Data entries:
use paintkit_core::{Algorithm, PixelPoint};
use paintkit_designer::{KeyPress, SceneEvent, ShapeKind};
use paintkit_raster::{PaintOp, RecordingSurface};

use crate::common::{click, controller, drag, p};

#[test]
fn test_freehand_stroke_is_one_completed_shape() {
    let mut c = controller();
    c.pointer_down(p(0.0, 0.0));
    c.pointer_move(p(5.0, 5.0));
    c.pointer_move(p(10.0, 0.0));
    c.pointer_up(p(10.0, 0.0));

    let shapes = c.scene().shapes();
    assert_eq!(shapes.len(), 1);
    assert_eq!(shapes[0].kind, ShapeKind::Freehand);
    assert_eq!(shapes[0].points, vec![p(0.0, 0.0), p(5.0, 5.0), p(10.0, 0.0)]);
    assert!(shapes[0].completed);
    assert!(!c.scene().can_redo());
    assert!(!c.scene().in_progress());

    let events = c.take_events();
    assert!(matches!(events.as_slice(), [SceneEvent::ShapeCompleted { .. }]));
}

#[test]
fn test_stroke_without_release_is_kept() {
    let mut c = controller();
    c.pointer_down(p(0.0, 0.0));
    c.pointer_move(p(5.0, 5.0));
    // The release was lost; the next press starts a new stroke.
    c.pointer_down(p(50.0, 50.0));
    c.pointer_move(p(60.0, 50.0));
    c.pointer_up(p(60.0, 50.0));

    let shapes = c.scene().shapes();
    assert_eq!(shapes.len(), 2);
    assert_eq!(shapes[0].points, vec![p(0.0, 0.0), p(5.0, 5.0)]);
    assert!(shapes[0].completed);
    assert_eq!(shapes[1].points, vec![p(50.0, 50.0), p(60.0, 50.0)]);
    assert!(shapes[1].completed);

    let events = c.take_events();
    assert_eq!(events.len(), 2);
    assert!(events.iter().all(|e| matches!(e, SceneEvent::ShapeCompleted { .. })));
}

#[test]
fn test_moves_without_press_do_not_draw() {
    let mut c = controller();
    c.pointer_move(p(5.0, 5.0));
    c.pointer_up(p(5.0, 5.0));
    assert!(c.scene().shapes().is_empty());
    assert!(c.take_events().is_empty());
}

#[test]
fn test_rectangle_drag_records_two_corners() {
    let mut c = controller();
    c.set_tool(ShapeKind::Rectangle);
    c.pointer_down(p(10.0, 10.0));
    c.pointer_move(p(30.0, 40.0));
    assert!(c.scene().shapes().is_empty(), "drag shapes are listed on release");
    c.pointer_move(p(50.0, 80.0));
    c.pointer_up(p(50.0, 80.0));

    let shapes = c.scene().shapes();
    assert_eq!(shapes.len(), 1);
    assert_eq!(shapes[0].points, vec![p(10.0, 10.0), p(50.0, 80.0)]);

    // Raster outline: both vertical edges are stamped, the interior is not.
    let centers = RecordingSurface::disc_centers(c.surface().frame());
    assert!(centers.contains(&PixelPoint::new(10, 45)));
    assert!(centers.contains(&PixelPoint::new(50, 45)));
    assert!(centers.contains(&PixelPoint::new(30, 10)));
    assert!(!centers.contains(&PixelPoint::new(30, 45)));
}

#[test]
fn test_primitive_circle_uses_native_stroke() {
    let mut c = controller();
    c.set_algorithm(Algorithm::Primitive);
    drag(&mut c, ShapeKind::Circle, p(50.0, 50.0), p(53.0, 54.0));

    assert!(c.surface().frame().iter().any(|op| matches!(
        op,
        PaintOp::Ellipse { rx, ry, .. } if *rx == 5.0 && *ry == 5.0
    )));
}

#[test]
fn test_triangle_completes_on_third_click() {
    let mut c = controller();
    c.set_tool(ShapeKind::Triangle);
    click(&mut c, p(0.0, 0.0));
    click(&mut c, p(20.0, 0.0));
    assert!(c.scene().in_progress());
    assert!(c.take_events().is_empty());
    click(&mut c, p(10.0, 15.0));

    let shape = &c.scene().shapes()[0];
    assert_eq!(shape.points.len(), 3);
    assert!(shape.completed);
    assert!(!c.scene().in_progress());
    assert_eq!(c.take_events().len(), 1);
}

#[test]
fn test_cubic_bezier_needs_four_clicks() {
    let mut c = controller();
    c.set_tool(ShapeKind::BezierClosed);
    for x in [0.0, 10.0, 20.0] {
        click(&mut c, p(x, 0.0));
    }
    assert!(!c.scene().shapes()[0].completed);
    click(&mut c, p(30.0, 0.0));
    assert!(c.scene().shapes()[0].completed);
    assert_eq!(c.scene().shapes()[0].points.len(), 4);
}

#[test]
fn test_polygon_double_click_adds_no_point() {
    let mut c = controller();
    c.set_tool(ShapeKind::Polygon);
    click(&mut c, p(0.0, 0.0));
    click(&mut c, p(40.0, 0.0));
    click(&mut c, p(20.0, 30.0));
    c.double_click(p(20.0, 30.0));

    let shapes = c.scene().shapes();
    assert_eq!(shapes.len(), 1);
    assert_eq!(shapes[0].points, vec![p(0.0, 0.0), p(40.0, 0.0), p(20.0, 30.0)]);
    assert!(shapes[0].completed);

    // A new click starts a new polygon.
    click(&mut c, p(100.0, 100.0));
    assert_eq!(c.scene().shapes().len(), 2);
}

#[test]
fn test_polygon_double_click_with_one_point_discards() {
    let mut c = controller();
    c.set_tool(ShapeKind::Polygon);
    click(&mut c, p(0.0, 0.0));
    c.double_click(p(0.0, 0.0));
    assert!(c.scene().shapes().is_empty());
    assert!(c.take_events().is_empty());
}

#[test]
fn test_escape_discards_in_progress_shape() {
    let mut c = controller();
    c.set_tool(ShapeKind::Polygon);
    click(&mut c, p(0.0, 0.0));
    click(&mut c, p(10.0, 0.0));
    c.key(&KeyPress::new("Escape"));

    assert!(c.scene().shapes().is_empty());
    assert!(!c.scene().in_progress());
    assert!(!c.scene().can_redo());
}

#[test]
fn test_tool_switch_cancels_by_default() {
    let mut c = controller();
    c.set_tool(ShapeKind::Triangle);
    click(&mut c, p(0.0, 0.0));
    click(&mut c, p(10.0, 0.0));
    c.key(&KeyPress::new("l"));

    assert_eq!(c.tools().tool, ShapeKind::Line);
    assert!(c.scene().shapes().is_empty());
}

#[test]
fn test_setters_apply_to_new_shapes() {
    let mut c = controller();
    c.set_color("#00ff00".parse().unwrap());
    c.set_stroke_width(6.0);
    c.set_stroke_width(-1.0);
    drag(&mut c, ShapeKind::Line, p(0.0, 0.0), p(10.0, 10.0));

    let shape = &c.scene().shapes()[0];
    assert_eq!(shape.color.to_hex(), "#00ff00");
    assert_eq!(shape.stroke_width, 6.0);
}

- [Exercise goal] Beginning at the opening line of the data, transcribe each line exactly until you reach the line with "c.set_tool(ShapeKind::Rectangle);", which you also include, and go no further.

- [Answer section]
use paintkit_core::{Algorithm, PixelPoint};
use paintkit_designer::{KeyPress, SceneEvent, ShapeKind};
use paintkit_raster::{PaintOp, RecordingSurface};

use crate::common::{click, controller, drag, p};

#[test]
fn test_freehand_stroke_is_one_completed_shape() {
    let mut c = controller();
    c.pointer_down(p(0.0, 0.0));
    c.pointer_move(p(5.0, 5.0));
    c.pointer_move(p(10.0, 0.0));
    c.pointer_up(p(10.0, 0.0));

    let shapes = c.scene().shapes();
    assert_eq!(shapes.len(), 1);
    assert_eq!(shapes[0].kind, ShapeKind::Freehand);
    assert_eq!(shapes[0].points, vec![p(0.0, 0.0), p(5.0, 5.0), p(10.0, 0.0)]);
    assert!(shapes[0].completed);
    assert!(!c.scene().can_redo());
    assert!(!c.scene().in_progress());

    let events = c.take_events();
    assert!(matches!(events.as_slice(), [SceneEvent::ShapeCompleted { .. }]));
}

#[test]
fn test_stroke_without_release_is_kept() {
    let mut c = controller();
    c.pointer_down(p(0.0, 0.0));
    c.pointer_move(p(5.0, 5.0));
    // The release was lost; the next press starts a new stroke.
    c.pointer_down(p(50.0, 50.0));
    c.pointer_move(p(60.0, 50.0));
    c.pointer_up(p(60.0, 50.0));

    let shapes = c.scene().shapes();
    assert_eq!(shapes.len(), 2);
    assert_eq!(shapes[0].points, vec![p(0.0, 0.0), p(5.0, 5.0)]);
    assert!(shapes[0].completed);
    assert_eq!(shapes[1].points, vec![p(50.0, 50.0), p(60.0, 50.0)]);
    assert!(shapes[1].completed);

    let events = c.take_events();
    assert_eq!(events.len(), 2);
    assert!(events.iter().all(|e| matches!(e, SceneEvent::ShapeCompleted { .. })));
}

#[test]
fn test_moves_without_press_do_not_draw() {
    let mut c = controller();
    c.pointer_move(p(5.0, 5.0));
    c.pointer_up(p(5.0, 5.0));
    assert!(c.scene().shapes().is_empty());
    assert!(c.take_events().is_empty());
}

#[test]
fn test_rectangle_drag_records_two_corners() {
    let mut c = controller();
    c.set_tool(ShapeKind::Rectangle);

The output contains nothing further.